When Trying Harder Doesn't Work


All serious Christians are concerned about the strength of their faith in God and the level of their commitment to His purposes. The shelves of Christian bookstores sag with the weight of books purporting to guide and encourage the believer in developing a stronger faith.

And no wonder. The Scriptures and the history of our faith are laced with the accounts of men and women of God who serve as examples of deep spirituality and unshakeable commitment. Consider, among others, the perseverance of Abraham, the unrelenting vision of Moses, the tenderness toward the Lord of David, the determination of Nehemiah. Consider the single-mindedness of the Apostle Paul whose “this one thing I do” resulted in the establishment of the gospel of Christ across the Mediterranean world. The Biblical “heroes of the faith” are joined by others: Augustine, who could find no rest till he found it in God; Luther, whose “Here I stand” thunders through history as the battle-cry of ecclesiastical reform; Wesley, who logged hundreds of thousands of miles on horseback to evangelize England.

In the last century we can point to such figures as Pastor Martin Niemoller and the ten Boom family, who endured Nazi concentration camps and suffered death because of their determination to maintain a Christian witness; to Joni Eareckson Tada, who overcame depression to build a ministry of encouragement to thousands despite her paraplegia; or to theologian-philosopher Francis Schaeffer who, emaciated from cancer, stood in the cold to picket a hospital that performed abortions just three weeks before his death.

And then we come to you and me. Where is our faith compared to that of the spiritual giants of yesteryear, or even of today? Admittedly, comparisons may be inappropriate; the Lord has called each of us to serve in his own way. Still, when we consider the great examples of what can be done through faith, many of us stagger along on a guilt trip because we haven’t been so spiritually motivated, or haven’t accomplished more for the kingdom of God.

Once we set out on that guilt trip we can go one of two ways. We could just become indifferent or resigned to our lack of spirituality, and perhaps give up any effort to change. Or, we could try harder. Maybe we should pray more regularly and read the Scriptures more intently. Perhaps we shall set ourselves to participate more actively in worship, schedule a daily “quiet time,” read more of those Christian self-help books, or try witnessing to our unsaved friends. Or, if we are convicted about some habit or personality quirk that doesn’t honor the Lord, we steel ourselves to “kick it” and to amend the manner of our life. With a little more effort, maybe we too can become a “spiritual giant.”

The trouble is, if we aren’t spiritual it’s usually because, at heart, we aren’t motivated to be spiritual. A battle rages within ourselves; our inner being becomes what Joyce Meyer calls “the battlefield of the mind.” In traditional terms, our flesh is at war with our spirit; we want to become infused with “the mind of Christ,” but we want to do it on our own terms or by our own devices, in that self-assertion the Bible calls “the flesh.” So when we try to be more spiritual than we really want to be, the effort to change can just make us more resentful and discouraged with our lack of success.

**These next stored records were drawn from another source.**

//! Bybit linear perpetuals feed.
//!
//! Ticker pushes come as a full snapshot on subscribe and as deltas after,
//! and a delta carries only the fields that changed, so updates must merge,
//! never replace blindly. Keepalive is `{"op":"ping"}` every 20 s; the
//! `op:pong` ack has no topic and falls through the parser.

use std::sync::atomic::{AtomicBool, Ordering};
use std::sync::Arc;
use std::time::Duration;

use futures_util::{SinkExt, StreamExt};
use serde::Deserialize;
use tokio::time::interval;
use tokio_tungstenite::{connect_async, tungstenite::Message};
use tracing::debug;

use crate::config::{BYBIT_PING_INTERVAL_SECS, BYBIT_WS_URL, RECONNECT_BASE_MS, RECONNECT_CAP_MS};
use crate::error::Result;
use crate::feed::{now_ms, supervise, Backoff, Shutdown, VenueFeed};
use crate::metadata::MetadataCache;
use crate::state::SnapshotStore;
use crate::types::{InstrumentSnapshot, Venue};

/// Fields of a ticker push we care about. All optional: deltas omit
/// whatever did not change.
#[derive(Debug, Default, PartialEq)]
pub struct TickerUpdate {
    pub symbol: String,
    pub mark_price: Option<f64>,
    /// Percent per interval (wire fraction × 100).
    pub funding_rate: Option<f64>,
    pub next_funding_time: Option<i64>,
}

#[derive(Debug, Deserialize)]
struct RawTickerData {
    symbol: String,
    #[serde(rename = "markPrice")]
    mark_price: Option<String>,
    #[serde(rename = "fundingRate")]
    funding_rate: Option<String>,
    #[serde(rename = "nextFundingTime")]
    next_funding_time: Option<String>,
}

#[derive(Debug, Deserialize)]
struct RawBybitMsg {
    topic: Option<String>,
    data: Option<RawTickerData>,
}

/// Parse one inbound frame. Pong acks, subscribe confirmations, and frames
/// for other topics yield None.
pub fn parse_ticker_frame(raw: &str) -> Option<TickerUpdate> {
    let msg = serde_json::from_str::<RawBybitMsg>(raw).ok()?;
    let topic = msg.topic?;
    if !topic.starts_with("tickers.") {
        return None;
    }
    let data = msg.data?;

    Some(TickerUpdate {
        symbol: data.symbol,
        mark_price: data.mark_price.and_then(|p| p.parse().ok()),
        funding_rate: data
            .funding_rate
            .and_then(|r| r.parse::<f64>().ok())
            .map(|fraction| fraction * 100.0),
        next_funding_time: data.next_funding_time.and_then(|t| t.parse().ok()),
    })
}

fn build_subscribe_msg(symbols: &[String]) -> String {
    let args: Vec<String> = symbols.iter().map(|s| format!("tickers.{s}")).collect();
    serde_json::json!({"op": "subscribe", "args": args}).to_string()
}

pub struct BybitFeed {
    store: Arc<SnapshotStore>,
    metadata: Arc<MetadataCache>,
    symbols: Vec<String>,
    running: AtomicBool,
    shutdown: Arc<Shutdown>,
    connected: Arc<AtomicBool>,
}

impl BybitFeed {
    pub fn new(metadata: Arc<MetadataCache>, symbols: Vec<String>) -> Arc<Self> {
        Arc::new(Self {
            store: SnapshotStore::new(),
            metadata,
            symbols,
            running: AtomicBool::new(false),
            shutdown: Shutdown::new(),
            connected: Arc::new(AtomicBool::new(false)),
        })
    }

    async fn connect_once(
        store: Arc<SnapshotStore>,
        metadata: Arc<MetadataCache>,
        symbols: Arc<Vec<String>>,
        shutdown: Arc<Shutdown>,
        connected: Arc<AtomicBool>,
    ) -> Result<()> {
        let (ws_stream, _) = connect_async(BYBIT_WS_URL).await?;
        let (mut write, mut read) = ws_stream.split();

        write.send(Message::Text(build_subscribe_msg(&symbols).into())).await?;
        debug!("bybit subscribed to {} symbols", symbols.len());
        connected.store(true, Ordering::SeqCst);

        let mut ping_interval = interval(Duration::from_secs(BYBIT_PING_INTERVAL_SECS));
        ping_interval.tick().await; // consume immediate first tick

        loop {
            tokio::select! {
                msg = read.next() => {
                    match msg {
                        Some(Ok(Message::Text(text))) => {
                            handle_frame(&store, &metadata, &text);
                        }
                        Some(Ok(Message::Ping(data))) => {
                            write.send(Message::Pong(data)).await?;
                        }
                        Some(Ok(Message::Close(_))) | None => return Ok(()),
                        Some(Err(e)) => return Err(e.into()),
                        Some(Ok(_)) => {}
                    }
                }
                _ = ping_interval.tick() => {
                    write.send(Message::Text(r#"{"op":"ping"}"#.to_string().into())).await?;
                }
                _ = shutdown.notified() => return Ok(()),
            }
        }
    }
}

fn handle_frame(store: &SnapshotStore, metadata: &MetadataCache, raw: &str) {
    let Some(update) = parse_ticker_frame(raw) else { return };
    let observed_at = now_ms();

    if let Some(mark_price) = update.mark_price {
        store.update_mark_price(&update.symbol, mark_price, observed_at);
    }
    // Funding data is only usable when rate and settlement time arrive
    // together; a lone nextFundingTime delta keeps the previous pair.
    if let (Some(funding_rate), Some(next_funding_time)) =
        (update.funding_rate, update.next_funding_time)
    {
        let interval_hours = metadata.interval_for(Venue::Bybit, &update.symbol);
        store.update_funding(
            &update.symbol,
            funding_rate,
            interval_hours,
            next_funding_time,
            observed_at,
        );
    }
}

impl VenueFeed for BybitFeed {
    fn venue(&self) -> Venue {
        Venue::Bybit
    }

    fn connect(&self) {
        if self
            .running
            .compare_exchange(false, true, Ordering::SeqCst, Ordering::SeqCst)
            .is_err()
        {
            return;
        }

        let store = Arc::clone(&self.store);
        let metadata = Arc::clone(&self.metadata);
        let symbols = Arc::new(self.symbols.clone());
        let shutdown = Arc::clone(&self.shutdown);
        let connected = Arc::clone(&self.connected);
        tokio::spawn(async move {
            let backoff = Backoff::new(RECONNECT_BASE_MS, RECONNECT_CAP_MS);
            let shutdown_loop = Arc::clone(&shutdown);
            let connected_loop = Arc::clone(&connected);
            supervise(Venue::Bybit, backoff, shutdown, connected, move || {
                Self::connect_once(
                    Arc::clone(&store),
                    Arc::clone(&metadata),
                    Arc::clone(&symbols),
                    Arc::clone(&shutdown_loop),
                    Arc::clone(&connected_loop),
                )
            })
            .await;
        });
    }

    fn get_data(&self, symbol: &str) -> Option<InstrumentSnapshot> {
        self.store.get(symbol)
    }

    fn disconnect(&self) {
        self.shutdown.trigger();
    }

    fn is_connected(&self) -> bool {
        self.connected.load(Ordering::SeqCst)
    }

    fn snapshots(&self) -> Vec<InstrumentSnapshot> {
        self.store.all()
    }
}

#[cfg(test)]
mod tests {
    use super::*;

    #[test]
    fn parses_full_ticker_snapshot() {
        let raw = r#"{"topic":"tickers.BTCUSDT","type":"snapshot","ts":1700000000000,"data":{"symbol":"BTCUSDT","markPrice":"50000.50","fundingRate":"0.0001","nextFundingTime":"1700028800000","lastPrice":"50001"}}"#;
        let update = parse_ticker_frame(raw).unwrap();
        assert_eq!(update.symbol, "BTCUSDT");
        assert!((update.mark_price.unwrap() - 50_000.5).abs() < 1e-9);
        assert!((update.funding_rate.unwrap() - 0.01).abs() < 1e-12);
        assert_eq!(update.next_funding_time, Some(1_700_028_800_000));
    }

    #[test]
    fn parses_price_only_delta() {
        let raw = r#"{"topic":"tickers.BTCUSDT","type":"delta","ts":1700000001000,"data":{"symbol":"BTCUSDT","markPrice":"50010.00"}}"#;
        let update = parse_ticker_frame(raw).unwrap();
        assert!((update.mark_price.unwrap() - 50_010.0).abs() < 1e-9);
        assert!(update.funding_rate.is_none());
        assert!(update.next_funding_time.is_none());
    }

    #[test]
    fn pong_ack_is_discarded() {
        let raw = r#"{"success":true,"ret_msg":"pong","conn_id":"abc","op":"ping"}"#;
        assert!(parse_ticker_frame(raw).is_none());
    }

    #[test]
    fn other_topics_are_discarded() {
        let raw = r#"{"topic":"orderbook.50.BTCUSDT","data":{"symbol":"BTCUSDT"}}"#;
        assert!(parse_ticker_frame(raw).is_none());
    }

    #[test]
    fn delta_preserves_funding_from_earlier_snapshot() {
        let store = SnapshotStore::new();
        let metadata = MetadataCache::new();
        metadata.set_interval(Venue::Bybit, "BTCUSDT", 8);

        handle_frame(
            &store,
            &metadata,
            r#"{"topic":"tickers.BTCUSDT","type":"snapshot","data":{"symbol":"BTCUSDT","markPrice":"50000","fundingRate":"0.0001","nextFundingTime":"1700028800000"}}"#,
        );
        handle_frame(
            &store,
            &metadata,
            r#"{"topic":"tickers.BTCUSDT","type":"delta","data":{"symbol":"BTCUSDT","markPrice":"50500"}}"#,
        );

        let snap = store.get("BTCUSDT").unwrap();
        assert!((snap.mark_price - 50_500.0).abs() < 1e-9);
        assert!((snap.funding_rate - 0.01).abs() < 1e-12);
        assert_eq!(snap.next_funding_time, 1_700_028_800_000);
    }

    #[test]
    fn subscribe_msg_uses_ticker_topics() {
        let msg = build_subscribe_msg(&["BTCUSDT".to_string(), "ETHUSDT".to_string()]);
        let v: serde_json::Value = serde_json::from_str(&msg).unwrap();
        assert_eq!(v["op"], "subscribe");
        assert_eq!(v["args"][0], "tickers.BTCUSDT");
        assert_eq!(v["args"][1], "tickers.ETHUSDT");
    }
}
//! Venue feed adapters. Each adapter owns one long-lived streaming
//! connection, maintains a per-symbol snapshot table, and reconnects on its
//! own exponential backoff schedule. Venues never share mutable state.

pub mod binance;
pub mod bybit;
pub mod hyperliquid;
pub mod okx;

use std::sync::atomic::{AtomicBool, Ordering};
use std::sync::Arc;
use std::time::{Duration, SystemTime, UNIX_EPOCH};

use tokio::sync::Notify;
use tracing::{info, warn};

use crate::types::{InstrumentSnapshot, Venue};

pub use binance::BinanceFeed;
pub use bybit::BybitFeed;
pub use hyperliquid::HyperliquidFeed;
pub use okx::OkxFeed;

// ---------------------------------------------------------------------------
// VenueFeed
// ---------------------------------------------------------------------------

/// Common capability surface of one venue connection. One concrete
/// implementation per venue; the scorer and API only see this trait, so tests
/// substitute fakes without any network I/O.
pub trait VenueFeed: Send + Sync {
    fn venue(&self) -> Venue;

    /// Idempotent: spawns the connection task on first call, no-op after.
    fn connect(&self);

    /// Non-blocking read of the current cache; never touches the network.
    fn get_data(&self, symbol: &str) -> Option<InstrumentSnapshot>;

    /// Stops keepalive and reconnection and closes the connection.
    /// Idempotent; safe to call concurrently with an in-flight reconnect.
    fn disconnect(&self);

    fn is_connected(&self) -> bool;

    /// All complete snapshots, for the raw-snapshot API endpoint.
    fn snapshots(&self) -> Vec<InstrumentSnapshot>;
}

// ---------------------------------------------------------------------------
// Backoff
// ---------------------------------------------------------------------------

/// Reconnect delay schedule: `min(base * 2^failures, cap)`, reset to base
/// after a successful connected transition.
#[derive(Debug)]
pub struct Backoff {
    base_ms: u64,
    cap_ms: u64,
    failures: u32,
}

impl Backoff {
    pub fn new(base_ms: u64, cap_ms: u64) -> Self {
        Self { base_ms, cap_ms, failures: 0 }
    }

    pub fn next_delay(&mut self) -> Duration {
        let shift = self.failures.min(16);
        let ms = self.base_ms.saturating_mul(1u64 << shift).min(self.cap_ms);
        self.failures = self.failures.saturating_add(1);
        Duration::from_millis(ms)
    }

    pub fn reset(&mut self) {
        self.failures = 0;
    }
}

// ---------------------------------------------------------------------------
// Shutdown
// ---------------------------------------------------------------------------

/// Shutdown flag shared between an adapter handle and its connection task.
/// `trigger` is idempotent; `notified` completes immediately if shutdown was
/// already requested, so the reconnect sleep can never outlive a disconnect.
pub struct Shutdown {
    flag: AtomicBool,
    notify: Notify,
}

impl Shutdown {
    pub fn new() -> Arc<Self> {
        Arc::new(Self { flag: AtomicBool::new(false), notify: Notify::new() })
    }

    pub fn trigger(&self) {
        self.flag.store(true, Ordering::SeqCst);
        self.notify.notify_waiters();
    }

    pub fn is_shutdown(&self) -> bool {
        self.flag.load(Ordering::SeqCst)
    }

    pub async fn notified(&self) {
        let notified = self.notify.notified();
        tokio::pin!(notified);
        notified.as_mut().enable();
        if self.is_shutdown() {
            return;
        }
        notified.await;
    }
}

// ---------------------------------------------------------------------------
// Connection supervisor
// ---------------------------------------------------------------------------

/// Drives one venue's connect → stream → reconnect loop forever.
///
/// `connect_once` performs the venue handshake and pumps messages until the
/// connection drops; it must set `connected` once the stream is established.
/// The supervisor resets the backoff only if the attempt actually reached the
/// connected state, so a venue that fails during its handshake keeps doubling.
pub(crate) async fn supervise<F, Fut>(
    venue: Venue,
    mut backoff: Backoff,
    shutdown: Arc<Shutdown>,
    connected: Arc<AtomicBool>,
    mut connect_once: F,
) where
    F: FnMut() -> Fut,
    Fut: std::future::Future<Output = crate::error::Result<()>>,
{
    loop {
        if shutdown.is_shutdown() {
            break;
        }

        info!(venue = %venue, "connecting");
        match connect_once().await {
            Ok(()) => info!(venue = %venue, "connection closed"),
            Err(e) => warn!(venue = %venue, "connection error: {e}"),
        }

        if connected.swap(false, Ordering::SeqCst) {
            backoff.reset();
        }

        if shutdown.is_shutdown() {
            break;
        }

        let delay = backoff.next_delay();
        warn!(venue = %venue, "reconnecting in {}ms", delay.as_millis());
        tokio::select! {
            _ = tokio::time::sleep(delay) => {}
            _ = shutdown.notified() => break,
        }
    }

    info!(venue = %venue, "feed stopped");
}

pub(crate) fn now_ms() -> i64 {
    SystemTime::now()
        .duration_since(UNIX_EPOCH)
        .unwrap_or_default()
        .as_millis() as i64
}

#[cfg(test)]
mod tests {
    use super::*;

    #[test]
    fn backoff_doubles_from_base_and_caps() {
        let mut backoff = Backoff::new(1_000, 30_000);
        let delays: Vec<u64> = (0..7).map(|_| backoff.next_delay().as_millis() as u64).collect();
        assert_eq!(delays, vec![1_000, 2_000, 4_000, 8_000, 16_000, 30_000, 30_000]);
    }

    #[test]
    fn backoff_resets_to_base_after_connected() {
        let mut backoff = Backoff::new(5_000, 60_000);
        backoff.next_delay();
        backoff.next_delay();
        assert_eq!(backoff.next_delay().as_millis(), 20_000);

        backoff.reset();
        assert_eq!(backoff.next_delay().as_millis(), 5_000);
    }

    #[test]
    fn backoff_never_overflows_on_many_failures() {
        let mut backoff = Backoff::new(1_000, 30_000);
        for _ in 0..100 {
            backoff.next_delay();
        }
        assert_eq!(backoff.next_delay().as_millis(), 30_000);
    }

    #[tokio::test]
    async fn shutdown_notified_completes_after_trigger() {
        let shutdown = Shutdown::new();
        shutdown.trigger();
        // Already triggered: must not hang.
        shutdown.notified().await;
        assert!(shutdown.is_shutdown());
    }

    #[tokio::test]
    async fn shutdown_trigger_is_idempotent() {
        let shutdown = Shutdown::new();
        let waiter = {
            let shutdown = Arc::clone(&shutdown);
            tokio::spawn(async move { shutdown.notified().await })
        };
        tokio::task::yield_now().await;
        shutdown.trigger();
        shutdown.trigger();
        waiter.await.unwrap();
    }
}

Such effort also makes us a prisoner of what Paul calls “the law of sin and death,” since any “success” in becoming more spiritual boomerangs. It builds up the very ego whose self-preoccupation kept us so unspiritual in the first place. If we really aren’t motivated, trying harder doesn’t do it. Unspiritual people “don’t have a prayer” — or, maybe, the only genuine prayer for such a time is, “Lord, make me willing to be made willing.” A Scriptural version of the same prayer might be Paul’s utterance: “Who shall deliver me from the body of this death?”

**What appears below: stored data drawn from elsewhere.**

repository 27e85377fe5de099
use axum::{http::StatusCode, response::IntoResponse};
use thiserror::Error;

#[derive(Debug, Error)]
pub enum AppError {
    #[error("WebSocket error: {0}")]
    WebSocket(#[from] tokio_tungstenite::tungstenite::Error),

    #[error("HTTP request error: {0}")]
    Http(#[from] reqwest::Error),

    #[error("JSON parse error: {0}")]
    Json(#[from] serde_json::Error),

    #[error("Configuration error: {0}")]
    Config(String),

    #[error("Bootstrap error: {0}")]
    Bootstrap(String),

    #[error("Unknown venue: {0}")]
    UnknownVenue(String),

    #[error("Unknown pair: {0}")]
    UnknownPair(String),

    #[error("IO error: {0}")]
    Io(#[from] std::io::Error),
}

pub type Result<T> = std::result::Result<T, AppError>;

impl IntoResponse for AppError {
    fn into_response(self) -> axum::response::Response {
        let status = match &self {
            AppError::UnknownVenue(_) | AppError::UnknownPair(_) => StatusCode::NOT_FOUND,
            _ => StatusCode::INTERNAL_SERVER_ERROR,
        };
        (status, self.to_string()).into_response()
    }
}
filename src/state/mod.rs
pub mod snapshot_store;

pub use snapshot_store::SnapshotStore;
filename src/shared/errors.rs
//! Error handling for the application

use thiserror::Error;

/// Catalog API errors. A 404 from the catalog is not an error - lookups
/// return `Ok(None)` for unknown SKUs.
#[derive(Error, Debug, Clone)]
pub enum CatalogError {
    #[error("Catalog API key is not configured")]
    MissingApiKey,

    #[error("Catalog API error: {status}")]
    Upstream { status: u16 },

    #[error("Catalog request failed: {0}")]
    Network(String),

    #[error("Malformed catalog response: {0}")]
    Decode(String),
}

/// Persistence errors
#[derive(Error, Debug)]
pub enum StoreError {
    #[error("Purchase not found: {0}")]
    RecordNotFound(String),

    #[error("Store I/O error: {0}")]
    Io(#[from] std::io::Error),

    #[error("Store serialization error: {0}")]
    Serialize(#[from] serde_json::Error),
}

/// Mail transport errors
#[derive(Error, Debug, Clone)]
pub enum MailError {
    #[error("Mail credentials are not configured")]
    MissingCredentials,

    #[error("Mail delivery failed: {0}")]
    Delivery(String),
}

/// Malformed caller input, raised before any persistence
#[derive(Error, Debug, Clone, PartialEq)]
pub enum ValidationError {
    #[error("Missing required field: {0}")]
    MissingField(&'static str),

    #[error("SKU must not be empty")]
    EmptySku,

    #[error("Paid price must not be negative: {0}")]
    NegativePrice(f64),

    #[error("Paid price is not a valid number")]
    InvalidPrice,
}

/// Check engine errors. Catalog failures are absorbed per-record inside the
/// engine; only persistence failures escape it.
#[derive(Error, Debug)]
pub enum CheckError {
    #[error("Store error during price check: {0}")]
    Store(#[from] StoreError),
}

/// General application error
#[derive(Error, Debug)]
pub enum AppError {
    #[error("Configuration error: {0}")]
    ConfigError(String),

    #[error("Validation error: {0}")]
    Validation(#[from] ValidationError),

    #[error("Catalog error: {0}")]
    Catalog(#[from] CatalogError),

    #[error("Store error: {0}")]
    Store(#[from] StoreError),

    #[error("Mail error: {0}")]
    Mail(#[from] MailError),

    #[error("Price check error: {0}")]
    Check(#[from] CheckError),
}
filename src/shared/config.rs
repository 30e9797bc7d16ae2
use anyhow::{Context, Result};
use serde::Deserialize;
use std::{fs, path::Path};

fn default_base_url() -> String {
    "https://api.bestbuy.com/v1".to_string()
}

fn default_timeout_ms() -> u64 {
    5000
}

fn default_pace_ms() -> u64 {
    750
}

#[derive(Debug, Clone, Deserialize)]
pub struct CatalogCfg {
    pub api_key: String,
    #[serde(default = "default_base_url")]
    pub base_url: String,
    /// Per-call HTTP timeout; a timed-out lookup counts as an upstream failure
    #[serde(default = "default_timeout_ms")]
    pub timeout_ms: u64,
}

#[derive(Debug, Clone, Deserialize)]
pub struct MailCfg {
    pub endpoint: String,
    pub token: String,
    pub from: String,
}

#[derive(Debug, Clone, Deserialize)]
pub struct WatchCfg {
    /// Fixed delay between catalog calls within a run
    #[serde(default = "default_pace_ms")]
    pub pace_ms: u64,
    pub store_path: String,
}

#[derive(Debug, Clone, Deserialize)]
pub struct Config {
    pub catalog: CatalogCfg,
    pub mail: MailCfg,
    pub watch: WatchCfg,
}

impl Config {
    pub fn from_file<P: AsRef<Path>>(path: P) -> Result<Self> {
        let s = fs::read_to_string(path.as_ref())
            .with_context(|| format!("read config file {}", path.as_ref().display()))?;
        let cfg: Self = toml::from_str(&s).context("parse Config.toml")?;
        Ok(cfg)
    }
}
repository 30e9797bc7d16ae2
//! Read-time purchase view with derived window fields

use chrono::{DateTime, Utc};
use serde::Serialize;

use super::{days_left, expires_at, is_eligible};
use crate::shared::types::PurchaseRecord;

/// Purchase record enriched with derived fields. Computed per request from the
/// stored fields, never persisted.
#[derive(Debug, Clone, Serialize)]
pub struct PurchaseView {
    pub id: String,
    pub sku: String,
    pub title: Option<String>,
    pub paid_price: f64,
    pub purchase_date: DateTime<Utc>,
    pub watched: bool,
    pub last_price: Option<f64>,
    pub last_checked: Option<DateTime<Utc>>,
    pub is_watched_now: bool,
    pub expires_at: DateTime<Utc>,
    pub days_left: i64,
}

impl PurchaseView {
    pub fn from_record(record: &PurchaseRecord, now: DateTime<Utc>) -> Self {
        Self {
            id: record.id.clone(),
            sku: record.sku.clone(),
            title: record.title.clone(),
            paid_price: record.paid_price,
            purchase_date: record.purchase_date,
            watched: record.watched,
            last_price: record.last_price,
            last_checked: record.last_checked,
            is_watched_now: is_eligible(record, now),
            expires_at: expires_at(record.purchase_date),
            days_left: days_left(record, now),
        }
    }
}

When trying harder doesn’t work, the only thing to do is to quit trying in our own strength and fall back on Christ alone. I like what John and Paula Sanford wrote years ago in The Transformation of the Inner Man:

Paradoxically, we are healed by being taught to put no confidence whatsoever in our own flesh, simply to rest in Him...A self-image is something we build, in which we falsely learn to trust. A self-image necessarily sets us into self-centered striving—to live up to it, to make sure others see and reward it. . . . Christian healing comes then not by making a broken thing good enough to work, but by delivering us from the power of that broken thing so that it can no longer rule us, and by teaching us to trust His righteousness to shine in and through that very thing. . . . We do no good thing. He accomplishes all. For the soul, there is in that sense no healing— only death and rebirth. . . . The Lord wants us to accept ourselves as we are, rotten and unchanged, and then let Him express His goodness and righteousness in us through His Holy Spirit.

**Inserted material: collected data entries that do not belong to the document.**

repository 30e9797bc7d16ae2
//! Turns detected drops into a human-readable mail message

use chrono::{DateTime, Utc};

use super::{DropInfo, MailMessage};

/// Composes the price-drop summary mail. Callers only invoke this with a
/// non-empty set of actual drops; suppression of empty runs happens upstream
/// in the driver.
pub struct NotificationComposer;

impl NotificationComposer {
    pub fn new() -> Self {
        Self
    }

    pub fn compose(&self, drops: &[DropInfo], checked_at: DateTime<Utc>) -> MailMessage {
        let total_saved: f64 = drops.iter().map(|d| d.price_drop).sum();

        let subject = format!(
            "Price watch: {} item{} dropped (total \u{2193} ${:.2})",
            drops.len(),
            if drops.len() == 1 { "" } else { "s" },
            total_saved
        );

        let lines: Vec<String> = drops
            .iter()
            .map(|d| {
                format!(
                    "{}: paid ${:.2}, current ${:.2} (\u{2193} ${:.2}), {}",
                    display_title(d),
                    d.paid_price,
                    d.current_price,
                    d.price_drop,
                    days_text(d.days_left)
                )
            })
            .collect();

        let html_items: Vec<String> = drops
            .iter()
            .map(|d| {
                format!(
                    "<li><strong>{}</strong>: paid ${:.2}, current ${:.2} \
                     (<strong>\u{2193} ${:.2}</strong>) - <em>{}</em></li>",
                    display_title(d),
                    d.paid_price,
                    d.current_price,
                    d.price_drop,
                    days_text(d.days_left)
                )
            })
            .collect();

        let stamp = checked_at.format("%Y-%m-%d %H:%M UTC");

        let text = format!(
            "Price check at {} found {} item(s) with drops:\n\n{}",
            stamp,
            drops.len(),
            lines.join("\n")
        );

        let html = format!(
            "<p>Price check at {} found {} item(s) with drops:</p>\n<ul>\n{}\n</ul>\n\
             <p><strong>Total potential savings:</strong> ${:.2}</p>",
            stamp,
            drops.len(),
            html_items.join("\n"),
            total_saved
        );

        MailMessage {
            subject,
            text,
            html,
        }
    }
}

impl Default for NotificationComposer {
    fn default() -> Self {
        Self::new()
    }
}

fn display_title(drop: &DropInfo) -> String {
    match &drop.title {
        Some(title) if !title.is_empty() => title.clone(),
        _ => format!("SKU {}", drop.sku),
    }
}

fn days_text(days_left: i64) -> String {
    if days_left > 0 {
        format!(
            "{} day{} left to claim",
            days_left,
            if days_left == 1 { "" } else { "s" }
        )
    } else {
        "window likely expired".to_string()
    }
}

Not being a spiritually inclined person, I find myself too often feeling like a “phony” when trying to pray, to worship the Lord or to instruct in Christian truths. I am overwhelmed by my inner awareness of what the Sanfords call “the unbelieving heart of the believer.” For me, trying harder doesn’t do it; I only despise myself for passing myself off as a real believer. Yet, in facing this truth about myself, a strange thing has happened. The less of the phony me there is in my worship and Christian living, the more of the Lord there seems to be.

Spiritual giants of the past endured their own struggles, till the Lord set them free. Their examples are always before us. But if you’re not a spiritual giant yourself, it’s living death to strive to be one. Better to “hit bottom,” face the truth about yourself, and begin to pray, “Lord, make me willing to be made willing . . .”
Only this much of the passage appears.